These olives are big and oblong. Vegetal and grassy, with a nice peppery finish. Not aggressive, somewhat mild, but still some spicy notes. Great on a lettuce salad, drizzled on carpaccio or fish.

Moraiolo

These olives are small and round, and difficult to harvest as they resist picking, and the olives tend to grow in the upper branches. The oil is a bit less aromatic, but fruitier, with notes of banana, sage, nuts. A mild, almost sweet flavor at the start, it is very spicy at the finish, with lots of black pepper. Pair this oil with grilled red meats and vegetables, or drizzle over bean soups and bitter greens, such as arugula or endive.

Frantoio

This olive is the symbol of Tuscany, boasting an array of international awards. This oil is more viscous, with bitter flavors of artichoke, arugula and radicchio. The spicy notes are more immediate than the Moraiolo, occuring more in the mouth than the throat. Persistant. Enjoy on your Bistecca alla Fiorentina, or a tomato bruschetta.
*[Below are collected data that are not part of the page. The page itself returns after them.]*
//! Plan execution with timeout racing, retry and fallback
//!
//! Attempts run strictly one at a time. Each attempt races the operation
//! against its timeout and the caller's cancellation token; the loser is
//! dropped and the attempt's own token is cancelled so detached work can
//! stop. Every settled attempt is written to the metrics store.

use crate::assert_invariant;
use crate::config::ExecutorConfig;
use crate::errors::{AggregateFailure, AttemptError, DeliveryError, StrategyFailure};
use crate::invariant_ppt::invariants;
use crate::metrics::MetricsStore;
use crate::timing::{wall_clock_ms, AttemptClock};
use crate::types::{AttemptRecord, ExecutionPlan, Strategy};
use std::fmt;
use std::future::Future;
use std::sync::atomic::{AtomicBool, Ordering};
use std::sync::Arc;
use std::time::Duration;
use tokio_util::sync::CancellationToken;
use uuid::Uuid;

/// Settles one attempt exactly once.
///
/// Only the executor resolves a guard, after its race picks a winner.
/// Resolving cancels the attempt token so detached work can stop; operations
/// observe the outcome through [`AttemptContext::is_abandoned`] and
/// [`AttemptContext::cancellation`].
#[derive(Debug)]
pub(crate) struct AttemptGuard {
    resolved: AtomicBool,
    token: CancellationToken,
}

impl AttemptGuard {
    pub(crate) fn new(token: CancellationToken) -> Self {
        Self {
            resolved: AtomicBool::new(false),
            token,
        }
    }

    /// Returns true only for the first caller
    pub(crate) fn resolve(&self) -> bool {
        let first = self
            .resolved
            .compare_exchange(false, true, Ordering::AcqRel, Ordering::Acquire)
            .is_ok();
        if first {
            self.token.cancel();
        }
        first
    }

    pub(crate) fn is_resolved(&self) -> bool {
        self.resolved.load(Ordering::Acquire)
    }

    pub(crate) fn token(&self) -> &CancellationToken {
        &self.token
    }
}

/// Handed to the operation factory for every attempt
#[derive(Debug, Clone)]
pub struct AttemptContext {
    pub delivery_id: Uuid,
    pub strategy: String,
    /// 1-based attempt number within the strategy
    pub attempt: u32,
    pub timeout: Duration,
    guard: Arc<AttemptGuard>,
}

impl AttemptContext {
    /// Token cancelled once this attempt is settled or abandoned
    pub fn cancellation(&self) -> CancellationToken {
        self.guard.token().clone()
    }

    /// True once the engine has stopped waiting for this attempt
    pub fn is_abandoned(&self) -> bool {
        self.guard.is_resolved()
    }
}

/// Successful delivery and where it came from
#[derive(Debug, Clone, PartialEq)]
pub struct DeliverySuccess<T> {
    pub value: T,
    pub strategy: String,
    /// Attempt number within the winning strategy
    pub attempt: u32,
    /// Attempts made across all strategies, including the winning one
    pub total_attempts: u32,
    pub delivery_id: Uuid,
}

enum Resolution<T> {
    Succeeded(T),
    Failed(AttemptError),
    Cancelled,
}

#[derive(Debug, Clone)]
pub struct Executor {
    config: ExecutorConfig,
    metrics: Arc<MetricsStore>,
}

impl Executor {
    pub fn new(config: ExecutorConfig, metrics: Arc<MetricsStore>) -> Self {
        Self { config, metrics }
    }

    pub fn metrics(&self) -> &Arc<MetricsStore> {
        &self.metrics
    }

    /// Delay before the retry that follows failed attempt `attempt`
    pub fn backoff_delay(&self, attempt: u32) -> Duration {
        let ms = self
            .config
            .base_backoff_ms
            .saturating_mul(u64::from(attempt))
            .min(self.config.max_backoff_ms);
        Duration::from_millis(ms)
    }

    /// Run the plan until one attempt succeeds.
    ///
    /// Returns the first success, [`DeliveryError::AggregateFailure`] when
    /// every strategy is exhausted, or [`DeliveryError::Cancelled`] when
    /// `cancel` fires.
    pub async fn execute_with_fallback<T, E, F, Fut>(
        &self,
        plan: &ExecutionPlan,
        cancel: &CancellationToken,
        mut factory: F,
    ) -> Result<DeliverySuccess<T>, DeliveryError>
    where
        F: FnMut(&Strategy, AttemptContext) -> Fut,
        Fut: Future<Output = Result<T, E>>,
        E: fmt::Display,
    {
        if plan.is_empty() {
            return Err(DeliveryError::NoAvailableStrategy {
                enabled: Vec::new(),
            });
        }

        let delivery_id = Uuid::new_v4();
        let mut failures = Vec::new();
        let mut total_attempts = 0u32;

        log::info!(
            "Delivery {} starting on {} network with plan {:?}",
            delivery_id,
            plan.network,
            plan.names()
        );

        for entry in plan.iter() {
            let strategy = &entry.strategy;
            let timeout = Duration::from_millis(entry.effective_timeout_ms.max(1));
            // Hand-built plans may carry a zero budget; every entry gets one try
            let max_attempts = entry.effective_retries.max(1);
            let mut last_error = None;
            let mut attempts = 0u32;

            for attempt in 1..=max_attempts {
                if cancel.is_cancelled() {
                    return Err(self.cancelled(delivery_id, total_attempts));
                }

                let guard = Arc::new(AttemptGuard::new(cancel.child_token()));
                let context = AttemptContext {
                    delivery_id,
                    strategy: strategy.name.clone(),
                    attempt,
                    timeout,
                    guard: Arc::clone(&guard),
                };

                log::debug!(
                    "Delivery {}: {} attempt {}/{} (timeout {}ms)",
                    delivery_id,
                    strategy.name,
                    attempt,
                    max_attempts,
                    entry.effective_timeout_ms
                );

                let clock = AttemptClock::start();
                let operation = factory(strategy, context);
                let resolution = race_attempt(operation, timeout, cancel, &guard).await;
                let duration_ms = clock.elapsed_ms();

                match resolution {
                    Resolution::Cancelled => {
                        return Err(self.cancelled(delivery_id, total_attempts));
                    }
                    Resolution::Succeeded(value) => {
                        total_attempts += 1;
                        self.metrics.record_attempt(AttemptRecord::success(
                            strategy.name.clone(),
                            attempt,
                            duration_ms,
                            wall_clock_ms(),
                        ));
                        log::info!(
                            "Delivery {} succeeded via {} on attempt {} ({}ms, {} total attempts)",
                            delivery_id,
                            strategy.name,
                            attempt,
                            duration_ms,
                            total_attempts
                        );
                        return Ok(DeliverySuccess {
                            value,
                            strategy: strategy.name.clone(),
                            attempt,
                            total_attempts,
                            delivery_id,
                        });
                    }
                    Resolution::Failed(error) => {
                        total_attempts += 1;
                        attempts = attempt;
                        self.metrics.record_attempt(AttemptRecord::failure(
                            strategy.name.clone(),
                            attempt,
                            duration_ms,
                            wall_clock_ms(),
                            error.kind(),
                            error.to_string(),
                        ));
                        log::warn!(
                            "Delivery {}: {} attempt {}/{} failed: {}",
                            delivery_id,
                            strategy.name,
                            attempt,
                            max_attempts,
                            error
                        );
                        last_error = Some(error);

                        if attempt < max_attempts {
                            let delay = self.backoff_delay(attempt);
                            tokio::select! {
                                biased;
                                _ = cancel.cancelled() => {
                                    return Err(self.cancelled(delivery_id, total_attempts));
                                }
                                _ = tokio::time::sleep(delay) => {}
                            }
                        }
                    }
                }
            }

            if let Some(last_error) = last_error {
                log::warn!(
                    "Delivery {}: {} exhausted after {} attempts, falling back",
                    delivery_id,
                    strategy.name,
                    attempts
                );
                failures.push(StrategyFailure {
                    strategy: strategy.name.clone(),
                    attempts,
                    last_error,
                });
            }
        }

        let failure = AggregateFailure { failures };
        log::error!("Delivery {} failed: {}", delivery_id, failure);
        Err(DeliveryError::AggregateFailure(failure))
    }

    fn cancelled(&self, delivery_id: Uuid, attempts: u32) -> DeliveryError {
        log::info!(
            "Delivery {} cancelled by caller after {} attempts",
            delivery_id,
            attempts
        );
        DeliveryError::Cancelled { attempts }
    }
}

/// Race one operation against its timeout and the caller's cancellation.
/// Cancellation is polled first so an abort is never reported as a result.
async fn race_attempt<T, E, Fut>(
    operation: Fut,
    timeout: Duration,
    cancel: &CancellationToken,
    guard: &AttemptGuard,
) -> Resolution<T>
where
    Fut: Future<Output = Result<T, E>>,
    E: fmt::Display,
{
    let resolution = tokio::select! {
        biased;
        _ = cancel.cancelled() => Resolution::Cancelled,
        result = tokio::time::timeout(timeout, operation) => match result {
            Ok(Ok(value)) => Resolution::Succeeded(value),
            Ok(Err(e)) => Resolution::Failed(AttemptError::Failure(e.to_string())),
            Err(_) => Resolution::Failed(AttemptError::Timeout {
                after_ms: u64::try_from(timeout.as_millis()).unwrap_or(u64::MAX),
            }),
        },
    };

    let first = guard.resolve();
    assert_invariant!(first, invariants::ATTEMPT_RESOLVED_ONCE, "executor");
    resolution
}
//! Configuration management for CrabStream
//!
//! Provides loading, saving, layering and validation of the engine
//! configuration: the strategy list, metrics smoothing, selection weights,
//! backoff timing and per-network-condition adjustments.

use crate::errors::DeliveryError;
use crate::types::{Capability, NetworkCondition, Strategy};
use serde::{Deserialize, Serialize};
use std::collections::HashSet;
use std::fs;
use std::path::{Path, PathBuf};

/// Environment variable prefix for layered overrides, e.g.
/// `CRABSTREAM_METRICS__ALPHA=0.2`
pub const ENV_PREFIX: &str = "CRABSTREAM";

/// Largest accepted attempt history
pub const MAX_HISTORY_SIZE: usize = 100_000;

/// Root configuration structure
#[derive(Debug, Clone, PartialEq, Serialize, Deserialize)]
#[serde(default)]
pub struct EngineConfig {
    pub strategies: Vec<Strategy>,
    pub metrics: MetricsConfig,
    pub selector: SelectorConfig,
    pub executor: ExecutorConfig,
    pub network: NetworkConfig,
}

/// Attempt history and success-rate smoothing
#[derive(Debug, Clone, PartialEq, Serialize, Deserialize)]
#[serde(default)]
pub struct MetricsConfig {
    /// EMA smoothing factor (0.0-1.0]
    pub alpha: f64,
    /// Maximum number of attempt records kept
    pub history_size: usize,
    /// Number of recent records included in snapshots
    pub snapshot_window: usize,
    /// Default window for error-rate inspection
    pub error_rate_window: usize,
}

/// Ordering weights and the slow-network override
#[derive(Debug, Clone, PartialEq, Serialize, Deserialize)]
#[serde(default)]
pub struct SelectorConfig {
    pub success_weight: f64,
    pub priority_weight: f64,
    /// Strategy names tried first, in this order, on slow networks
    pub lightweight_order: Vec<String>,
}

/// Retry pacing
#[derive(Debug, Clone, PartialEq, Serialize, Deserialize)]
#[serde(default)]
pub struct ExecutorConfig {
    /// Backoff before retry n is `base_backoff_ms * n`
    pub base_backoff_ms: u64,
    /// Upper bound for a single backoff delay
    pub max_backoff_ms: u64,
}

/// Network classification and per-condition budget adjustments
#[derive(Debug, Clone, PartialEq, Serialize, Deserialize, Default)]
#[serde(default)]
pub struct NetworkConfig {
    pub thresholds: NetworkThresholds,
    pub adjustments: ConditionAdjustments,
}

/// Mbps boundaries used by the threshold classifier
#[derive(Debug, Clone, PartialEq, Serialize, Deserialize)]
#[serde(default)]
pub struct NetworkThresholds {
    /// Below this is slow
    pub slow_below_mbps: f64,
    /// At or above this is fast
    pub fast_from_mbps: f64,
}

/// Timeout/retry adjustment applied to every plan entry for one condition
#[derive(Debug, Clone, Copy, PartialEq, Serialize, Deserialize)]
#[serde(default)]
pub struct Adjustment {
    pub timeout_multiplier: f64,
    /// Added to `max_retries`; the result is floored at 1
    pub retry_delta: i32,
}

#[derive(Debug, Clone, PartialEq, Serialize, Deserialize)]
#[serde(default)]
pub struct ConditionAdjustments {
    pub slow: Adjustment,
    pub medium: Adjustment,
    pub fast: Adjustment,
    pub unknown: Adjustment,
}

impl ConditionAdjustments {
    pub fn for_condition(&self, condition: NetworkCondition) -> Adjustment {
        match condition {
            NetworkCondition::Slow => self.slow,
            NetworkCondition::Medium => self.medium,
            NetworkCondition::Fast => self.fast,
            NetworkCondition::Unknown => self.unknown,
        }
    }
}

impl Default for MetricsConfig {
    fn default() -> Self {
        Self {
            alpha: 0.1,
            history_size: 50,
            snapshot_window: 20,
            error_rate_window: 20,
        }
    }
}

impl Default for SelectorConfig {
    fn default() -> Self {
        Self {
            success_weight: 0.7,
            priority_weight: 0.3,
            lightweight_order: ["direct", "proxy", "transcode", "webrtc"]
                .iter()
                .map(|s| s.to_string())
                .collect(),
        }
    }
}

impl Default for ExecutorConfig {
    fn default() -> Self {
        Self {
            base_backoff_ms: 500,
            max_backoff_ms: 10_000,
        }
    }
}

impl Default for NetworkThresholds {
    fn default() -> Self {
        Self {
            slow_below_mbps: 1.5,
            fast_from_mbps: 5.0,
        }
    }
}
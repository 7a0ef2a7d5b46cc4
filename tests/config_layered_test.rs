//! Configuration files on disk and `CRABSTREAM_*` environment overrides.

use crabstream::config::EngineConfig;
use crabstream::{Capability, DeliveryError};
use std::fs;
use tempfile::tempdir;

const CUSTOM_CONFIG: &str = r#"
[[strategies]]
name = "hls"
priority = 1
timeout_ms = 3000
max_retries = 2
required_capabilities = ["hls_native"]

[[strategies]]
name = "direct"
priority = 2
timeout_ms = 5000
max_retries = 3
required_capabilities = ["video_element"]

[metrics]
alpha = 0.2
history_size = 10

[selector]
lightweight_order = ["direct", "hls"]

[executor]
base_backoff_ms = 100
"#;

#[test]
fn test_save_and_load_round_trip() {
    let dir = tempdir().unwrap();
    let path = dir.path().join("nested").join("crabstream.toml");

    let mut config = EngineConfig::default();
    config.metrics.history_size = 64;
    config.executor.max_backoff_ms = 2_000;
    config.save_to_file(&path).unwrap();

    let loaded = EngineConfig::load_from_file(&path).unwrap();
    assert_eq!(loaded.metrics.history_size, 64);
    assert_eq!(loaded.executor.max_backoff_ms, 2_000);
    assert_eq!(loaded.strategies, config.strategies);
}

#[test]
fn test_partial_file_keeps_defaults() {
    let dir = tempdir().unwrap();
    let path = dir.path().join("crabstream.toml");
    fs::write(&path, CUSTOM_CONFIG).unwrap();

    let config = EngineConfig::load_from_file(&path).unwrap();
    assert_eq!(config.strategies.len(), 2);
    assert!(config.strategies[0]
        .required_capabilities
        .contains(&Capability::HlsNative));
    assert_eq!(config.metrics.alpha, 0.2);
    assert_eq!(config.metrics.snapshot_window, 20);
    assert_eq!(config.selector.success_weight, 0.7);
    assert_eq!(config.executor.base_backoff_ms, 100);
    assert_eq!(config.executor.max_backoff_ms, 10_000);
    assert!(config.validate().is_ok());
}

#[test]
fn test_malformed_file_is_a_configuration_error() {
    let dir = tempdir().unwrap();
    let path = dir.path().join("broken.toml");
    fs::write(&path, "[metrics\nalpha = ").unwrap();

    let err = EngineConfig::load_from_file(&path).unwrap_err();
    assert!(matches!(err, DeliveryError::Configuration(_)));
}

#[test]
fn test_file_then_environment_layering() {
    let dir = tempdir().unwrap();
    let path = dir.path().join("crabstream.toml");
    fs::write(&path, CUSTOM_CONFIG).unwrap();

    // Only this test touches CRABSTREAM_* variables
    let file_only = EngineConfig::load_layered(&path).unwrap();
    assert_eq!(file_only.metrics.alpha, 0.2);
    assert_eq!(file_only.strategies[0].name, "hls");

    std::env::set_var("CRABSTREAM_METRICS__ALPHA", "0.5");
    std::env::set_var("CRABSTREAM_EXECUTOR__MAX_BACKOFF_MS", "750");
    let layered = EngineConfig::load_layered(&path);
    std::env::remove_var("CRABSTREAM_METRICS__ALPHA");
    std::env::remove_var("CRABSTREAM_EXECUTOR__MAX_BACKOFF_MS");

    let layered = layered.unwrap();
    assert_eq!(layered.metrics.alpha, 0.5);
    assert_eq!(layered.metrics.history_size, 10);
    assert_eq!(layered.executor.max_backoff_ms, 750);
    assert_eq!(layered.executor.base_backoff_ms, 100);
    assert_eq!(layered.strategies.len(), 2);
    assert!(layered.validate().is_ok());

    std::env::set_var("CRABSTREAM_METRICS__HISTORY_SIZE", "9223372036854775807");
    let oversized = EngineConfig::load_layered(&path);
    std::env::remove_var("CRABSTREAM_METRICS__HISTORY_SIZE");
    let oversized = oversized.unwrap();
    assert_eq!(oversized.metrics.history_size, 9_223_372_036_854_775_807);
    assert!(oversized.validate().unwrap_err().contains("History size"));

    let missing = EngineConfig::load_layered(dir.path().join("absent.toml")).unwrap();
    assert_eq!(missing.strategies, EngineConfig::default().strategies);
}
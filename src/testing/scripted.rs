//! Scripted delivery operations
//!
//! Each strategy gets a queue of [`ScriptStep`]s; every attempt pops the next
//! step. An exhausted queue fails the attempt.

use crate::executor::AttemptContext;
use crate::types::Strategy;
use std::collections::{HashMap, VecDeque};
use std::future::Future;
use std::str::FromStr;
use std::sync::atomic::{AtomicUsize, Ordering};
use std::sync::{Arc, Mutex, PoisonError};
use std::time::Duration;
use tokio::sync::oneshot;

#[derive(Debug, Clone, PartialEq, Eq)]
pub enum ScriptStep {
    Succeed { after_ms: u64 },
    Fail { after_ms: u64, message: String },
    /// Never completes on its own
    Hang,
    /// Succeeds from a detached task that ignores abandonment, so its result
    /// may arrive after the attempt was already settled
    LateSuccess { after_ms: u64 },
    /// Detached work that stops as soon as the attempt is abandoned
    Cooperative { after_ms: u64 },
}

impl ScriptStep {
    pub fn ok() -> Self {
        ScriptStep::Succeed { after_ms: 0 }
    }

    pub fn fail(message: impl Into<String>) -> Self {
        ScriptStep::Fail {
            after_ms: 0,
            message: message.into(),
        }
    }
}

/// Parses `ok`, `fail`, `hang`, `late`, `coop`, each optionally suffixed with
/// `@<ms>` (e.g. `ok@200`, `fail@50`).
impl FromStr for ScriptStep {
    type Err = String;

    fn from_str(s: &str) -> Result<Self, Self::Err> {
        let s = s.trim();
        let (kind, after_ms) = match s.split_once('@') {
            Some((kind, ms)) => {
                let ms = ms
                    .parse::<u64>()
                    .map_err(|e| format!("invalid delay in step '{}': {}", s, e))?;
                (kind, ms)
            }
            None => (s, 0),
        };
        match kind {
            "ok" => Ok(ScriptStep::Succeed { after_ms }),
            "fail" => Ok(ScriptStep::Fail {
                after_ms,
                message: "scripted failure".to_string(),
            }),
            "hang" => Ok(ScriptStep::Hang),
            "late" => Ok(ScriptStep::LateSuccess { after_ms }),
            "coop" => Ok(ScriptStep::Cooperative { after_ms }),
            other => Err(format!("unknown script step: {}", other)),
        }
    }
}

#[derive(Debug, Default)]
struct Counters {
    discarded: AtomicUsize,
    cancelled: AtomicUsize,
}

/// Shared, cloneable scripted operation source
#[derive(Debug, Clone, Default)]
pub struct ScriptedTransport {
    scripts: Arc<Mutex<HashMap<String, VecDeque<ScriptStep>>>>,
    calls: Arc<Mutex<Vec<(String, u32)>>>,
    counters: Arc<Counters>,
}

impl ScriptedTransport {
    pub fn new() -> Self {
        Self::default()
    }

    /// Queue steps for a strategy, after any already queued
    pub fn with_script<I>(self, strategy: &str, steps: I) -> Self
    where
        I: IntoIterator<Item = ScriptStep>,
    {
        self.push_steps(strategy, steps);
        self
    }

    pub fn push_steps<I>(&self, strategy: &str, steps: I)
    where
        I: IntoIterator<Item = ScriptStep>,
    {
        let mut scripts = self.scripts.lock().unwrap_or_else(PoisonError::into_inner);
        scripts
            .entry(strategy.to_string())
            .or_default()
            .extend(steps);
    }

    /// `(strategy, attempt)` pairs in call order
    pub fn calls(&self) -> Vec<(String, u32)> {
        self.calls
            .lock()
            .unwrap_or_else(PoisonError::into_inner)
            .clone()
    }

    /// Results produced after their attempt had been abandoned
    pub fn discarded_results(&self) -> usize {
        self.counters.discarded.load(Ordering::SeqCst)
    }

    /// Detached operations that observed abandonment and stopped
    pub fn cancelled_operations(&self) -> usize {
        self.counters.cancelled.load(Ordering::SeqCst)
    }

    fn next_step(&self, strategy: &str) -> Option<ScriptStep> {
        self.scripts
            .lock()
            .unwrap_or_else(PoisonError::into_inner)
            .get_mut(strategy)
            .and_then(|queue| queue.pop_front())
    }

    /// Operation for one attempt; usable directly as an operation factory
    pub fn operation(
        &self,
        strategy: &Strategy,
        context: AttemptContext,
    ) -> impl Future<Output = Result<String, String>> + Send + 'static {
        let name = strategy.name.clone();
        self.calls
            .lock()
            .unwrap_or_else(PoisonError::into_inner)
            .push((name.clone(), context.attempt));
        let step = self.next_step(&name);
        let counters = Arc::clone(&self.counters);

        async move {
            let payload = format!("{}#{}", name, context.attempt);
            match step {
                None => Err(format!("no scripted outcome for {}", name)),
                Some(ScriptStep::Succeed { after_ms }) => {
                    delay(after_ms).await;
                    Ok(payload)
                }
                Some(ScriptStep::Fail { after_ms, message }) => {
                    delay(after_ms).await;
                    Err(message)
                }
                Some(ScriptStep::Hang) => {
                    std::future::pending::<()>().await;
                    Err("unreachable".to_string())
                }
                Some(ScriptStep::LateSuccess { after_ms }) => {
                    let (tx, rx) = oneshot::channel();
                    tokio::spawn(async move {
                        tokio::time::sleep(Duration::from_millis(after_ms)).await;
                        if tx.send(payload).is_err() {
                            counters.discarded.fetch_add(1, Ordering::SeqCst);
                        }
                    });
                    rx.await.map_err(|_| "detached task dropped".to_string())
                }
                Some(ScriptStep::Cooperative { after_ms }) => {
                    let (tx, rx) = oneshot::channel();
                    let token = context.cancellation();
                    tokio::spawn(async move {
                        tokio::select! {
                            _ = token.cancelled() => {
                                counters.cancelled.fetch_add(1, Ordering::SeqCst);
                            }
                            _ = tokio::time::sleep(Duration::from_millis(after_ms)) => {
                                let _ = tx.send(payload);
                            }
                        }
                    });
                    rx.await.map_err(|_| "operation cancelled".to_string())
                }
            }
        }
    }
}

async fn delay(ms: u64) {
    if ms > 0 {
        tokio::time::sleep(Duration::from_millis(ms)).await;
    }
}
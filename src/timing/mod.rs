//! Attempt timing
//!
//! Durations come from the tokio clock so paused-time tests stay exact;
//! record timestamps come from the wall clock.

use tokio::time::Instant;

/// Monotonic stopwatch for a single attempt
#[derive(Debug, Clone, Copy)]
pub struct AttemptClock {
    start: Instant,
}

impl AttemptClock {
    /// Start timing now
    pub fn start() -> Self {
        Self {
            start: Instant::now(),
        }
    }

    /// Milliseconds elapsed since the clock started
    #[inline]
    pub fn elapsed_ms(&self) -> u64 {
        u64::try_from(self.start.elapsed().as_millis()).unwrap_or(u64::MAX)
    }
}

/// Wall-clock time in milliseconds since the Unix epoch
pub fn wall_clock_ms() -> i64 {
    chrono::Utc::now().timestamp_millis()
}

#[cfg(test)]
mod tests {
    use super::*;
    use std::time::Duration;

    #[tokio::test(start_paused = true)]
    async fn test_elapsed_tracks_tokio_clock() {
        let clock = AttemptClock::start();
        tokio::time::sleep(Duration::from_millis(250)).await;
        let elapsed = clock.elapsed_ms();
        assert!((250..260).contains(&elapsed), "elapsed {}ms", elapsed);
    }

    #[test]
    fn test_wall_clock_is_after_2020() {
        assert!(wall_clock_ms() > 1_577_836_800_000);
    }
}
Tips for storing your olive oil:

Olive oil hates light, hates oxygen. Before opening, it will keep for 18 months if sealed with nitrogen as Pruneti oils are. After opening, it will keep for 5-8 months. iStore at room temperature (don’t refrigerate), and in the dark.

To get Pruneti oil:

Their on-line shop is on their website www.pruneti.it. Their US importer is Sungrove Foods, www.sungrovefoods.com.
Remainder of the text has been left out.